Animal Disease Study Launched
Story supplied by LU Press Office
Lancaster University is leading a new study to help the authorities respond more effectively to outbreaks of animal disease.
The research is focusing on Foot and Mouth Disease, Cryptosporidium and Avian Flu as case studies, but the outcomes of the study are designed to inform policy across a range of disease areas, such as the effective management of Bluetongue.
Much of the research will centre on North West England which was particularly hard hit by Foot and Mouth Disease and faces long-term pressures on land use related to Cryptosporidiosis.
From culling livestock to restricting movement, decisions made in the throes of an outbreak are often controversial and based on limited available information
The three-year research project brings together a diverse team of experts to examine data from previous outbreaks and learn lessons from the past. By taking a fresh look at the growing mountain of historical evidence the multi-disciplinary team hopes to find ways of helping policy makers, scientists and communities work together to handle future outbreaks more effectively, both in terms of animal-to-animal and animal-to-human transmission.

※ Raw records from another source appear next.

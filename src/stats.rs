use chrono::{DateTime, Utc};
use serde::Serialize;

use crate::parser::blocks::SkippedBlock;

/// Counts for one subject block: what was scanned and what was dropped.
#[derive(Debug, Default, Clone, PartialEq, Eq, Serialize)]
pub struct BlockStats {
    pub subject: String,
    pub start_row: usize,

    // rows
    pub data_rows: usize,
    pub blank_rows: usize,
    pub rows_without_id: usize,

    // cells
    pub cells_without_date: usize,
    pub unrecognized_cells: usize,
    pub records: usize,
}

impl BlockStats {
    pub fn new(subject: &str, start_row: usize) -> Self {
        Self {
            subject: subject.to_string(),
            start_row,
            ..Default::default()
        }
    }

    /// Cells that held something but produced no record.
    pub fn dropped_cells(&self) -> usize {
        self.cells_without_date + self.unrecognized_cells
    }
}

/// Diagnostics for one parse. Never affects the returned records.
#[derive(Debug, Default, Clone, PartialEq, Serialize)]
pub struct IngestStats {
    pub timestamp: DateTime<Utc>,
    pub total_rows: usize,
    /// Set when the table had fewer rows than the configured minimum.
    pub treated_as_empty: bool,
    pub blocks: Vec<BlockStats>,
    pub skipped_blocks: Vec<SkippedBlock>,
    pub total_records: usize,
}

impl IngestStats {
    pub fn new(total_rows: usize) -> Self {
        Self {
            timestamp: Utc::now(),
            total_rows,
            ..Default::default()
        }
    }

    pub fn pct(part: usize, total: usize) -> f64 {
        if total == 0 {
            0.0
        } else {
            (part as f64 / total as f64) * 100.0
        }
    }

    /// Share of non-blank score cells that became records.
    pub fn recognized_pct(&self) -> f64 {
        let dropped: usize = self.blocks.iter().map(BlockStats::dropped_cells).sum();
        Self::pct(self.total_records, self.total_records + dropped)
    }
}

#[cfg(test)]
mod tests {
    use super::*;

    #[test]
    fn test_pct_with_zero_total() {
        assert_eq!(IngestStats::pct(10, 0), 0.0);
    }

    #[test]
    fn test_recognized_pct() {
        let mut stats = IngestStats::new(10);
        let mut block = BlockStats::new("Math", 0);
        block.records = 3;
        block.unrecognized_cells = 1;
        stats.blocks.push(block);
        stats.total_records = 3;

        assert_eq!(stats.recognized_pct(), 75.0);
    }

    #[test]
    fn test_empty_stats_serialize() {
        let json = serde_json::to_value(IngestStats::new(0)).unwrap();
        assert_eq!(json["total_records"], 0);
        assert!(json["blocks"].as_array().unwrap().is_empty());
    }
}
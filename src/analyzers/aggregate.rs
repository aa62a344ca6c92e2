use crate::analyzers::types::SubjectSummary;
use crate::analyzers::utility::{mean, stddev};
use crate::records::{GradeRecord, Score};
use chrono::NaiveDate;
use std::collections::BTreeMap;

/// Records belonging to `user_id`, in parse order.
pub fn records_for_user<'a>(records: &'a [GradeRecord], user_id: &str) -> Vec<&'a GradeRecord> {
    records.iter().filter(|r| r.user_id == user_id).collect()
}

/// Groups records by subject, subjects in sorted order.
pub fn group_by_subject<'a, I>(records: I) -> BTreeMap<&'a str, Vec<&'a GradeRecord>>
where
    I: IntoIterator<Item = &'a GradeRecord>,
{
    let mut groups: BTreeMap<&str, Vec<&GradeRecord>> = BTreeMap::new();
    for record in records {
        groups.entry(record.subject.as_str()).or_default().push(record);
    }
    groups
}

/// Rolls up one subject's records.
///
/// Only numeric scores enter the average. Dates that did not normalize to
/// `YYYY-MM-DD` are ignored when picking the latest date.
pub fn summarize_subject(subject: &str, records: &[&GradeRecord]) -> SubjectSummary {
    let numeric: Vec<f64> = records.iter().filter_map(|r| r.score.as_numeric()).collect();
    let passes = records.iter().filter(|r| r.score == Score::Pass).count();
    let absences = records.iter().filter(|r| r.score == Score::Absent).count();

    let latest_date = records
        .iter()
        .filter_map(|r| NaiveDate::parse_from_str(&r.date, "%Y-%m-%d").ok())
        .max()
        .map(|d| d.format("%Y-%m-%d").to_string());

    let average = mean(&numeric);
    let sd = average.map_or(0.0, |avg| stddev(&numeric, avg));

    SubjectSummary {
        subject: subject.to_string(),
        numeric_count: numeric.len(),
        average,
        stddev: sd,
        passes,
        absences,
        latest_date,
    }
}

/// Filters to `user_id` and summarizes each subject they have records in.
pub fn summarize_subjects(records: &[GradeRecord], user_id: &str) -> Vec<SubjectSummary> {
    group_by_subject(records_for_user(records, user_id))
        .into_iter()
        .map(|(subject, group)| summarize_subject(subject, &group))
        .collect()
}
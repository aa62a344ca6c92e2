//! HTTP retrieval of the published sheet export.

mod basic;
mod client;
mod error;

pub use basic::BasicClient;
pub use client::HttpClient;
pub use error::FetchError;

use tracing::debug;

/// Fetches the raw body at `url`, failing on transport errors and non-2xx
/// statuses.
pub async fn fetch_bytes<C: HttpClient>(client: &C, url: &str) -> Result<Vec<u8>, FetchError> {
    let parsed = reqwest::Url::parse(url).map_err(|e| FetchError::InvalidUrl {
        url: url.to_string(),
        reason: e.to_string(),
    })?;
    let req = reqwest::Request::new(reqwest::Method::GET, parsed);

    let resp = client
        .execute(req)
        .await
        .map_err(|source| FetchError::Transport {
            url: url.to_string(),
            source,
        })?;

    let status = resp.status();
    if !status.is_success() {
        return Err(FetchError::Status {
            url: url.to_string(),
            status,
        });
    }

    let bytes = resp.bytes().await.map_err(|source| FetchError::Body {
        url: url.to_string(),
        source,
    })?;
    debug!(bytes = bytes.len(), %status, "Sheet body received");

    Ok(bytes.to_vec())
}

/// Fetches the export at `url` as UTF-8 text. A byte-order mark, if any, is
/// left in place for the row splitter to drop.
#[tracing::instrument(skip(client))]
pub async fn fetch_text<C: HttpClient>(client: &C, url: &str) -> Result<String, FetchError> {
    let bytes = fetch_bytes(client, url).await?;
    String::from_utf8(bytes).map_err(|source| FetchError::Decode {
        url: url.to_string(),
        source,
    })
}

#[cfg(test)]
pub(crate) mod tests {
    use super::*;
    use async_trait::async_trait;

    /// Answers every request with the same canned status and body.
    pub(crate) struct StubClient {
        pub status: u16,
        pub body: &'static [u8],
    }

    #[async_trait]
    impl HttpClient for StubClient {
        async fn execute(&self, _req: reqwest::Request) -> reqwest::Result<reqwest::Response> {
            let resp = http::Response::builder()
                .status(self.status)
                .body(self.body)
                .unwrap();
            Ok(reqwest::Response::from(resp))
        }
    }

    #[tokio::test]
    async fn test_fetch_text_success() {
        let client = StubClient { status: 200, body: b"Math,,,1.9" };
        let text = fetch_text(&client, "https://sheets.example/export?format=csv")
            .await
            .unwrap();
        assert_eq!(text, "Math,,,1.9");
    }

    #[tokio::test]
    async fn test_non_success_status_is_an_error() {
        let client = StubClient { status: 404, body: b"not found" };
        let err = fetch_text(&client, "https://sheets.example/export")
            .await
            .unwrap_err();
        match err {
            FetchError::Status { status, .. } => assert_eq!(status.as_u16(), 404),
            other => panic!("unexpected error: {other}"),
        }
    }

    #[tokio::test]
    async fn test_invalid_utf8_body_is_decode_error() {
        let client = StubClient { status: 200, body: &[0xff, 0xfe] };
        let err = fetch_text(&client, "https://sheets.example/export")
            .await
            .unwrap_err();
        assert!(matches!(err, FetchError::Decode { .. }));
    }

    #[tokio::test]
    async fn test_invalid_url() {
        let client = StubClient { status: 200, body: b"" };
        let err = fetch_text(&client, "not a url").await.unwrap_err();
        assert!(matches!(err, FetchError::InvalidUrl { .. }));
    }

    #[tokio::test]
    async fn test_connection_refused_is_transport_error() {
        let client = BasicClient::new();
        let err = fetch_text(&client, "http://127.0.0.1:9/export").await.unwrap_err();
        assert!(matches!(err, FetchError::Transport { .. }));
    }
}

The £793k project has been funded under the UK Research Councils' Rural Economy and Land Use Programme. The project is a partnership between Lancaster University (Lancaster Environment Centre, CESAGen, the School of Health and Medicine and Sociology), experts from The Natural Environment Research Council's Centre for Ecology and Hydrology as well as the University of Liverpool's Faculty of Veterinary Science and the National Centre for Zoonosis Research (NCZR).
Crucially the research group is developing its insight by bringing together experts from diverse fields including public health, sociology, microbiology, epidemiology, veterinary science, environmental science and medical statistics. Researchers believe this interdisciplinary approach is the key to improving future policy, ultimately protecting communities more effectively from disease.
Dr Robert Fish, Senior Research Fellow in the Lancaster Environment Centre's Centre for Sustainable Water Management, said: "Animal diseases are major environmental security issues in the UK, with potentially devastating consequences for affected communities. The question is: are we prepared for next significant national disease breakdown? Our research will offer a considered response to that question with the view to informing good practice."
Joint leader of the research Professor Heathwaite of Lancaster University's Centre for Sustainable Water Management said: "The scientific evidence on animal disease continues to develop, and history offers us plenty of lessons on how we should handle and contain threats within affected communities.
We are interested in the science that informs decision-making in an animal health crisis. These decisions can be made on limited information and the risk of getting things wrong is high. This is both because different research disciplines do not always share ideas or approaches, and because the science community is not always good at translating this knowledge into policy advice.
We hope by bringing different research disciplines together we can overcome some of these challenges to develop a more integrated strategy of containment for animal disease."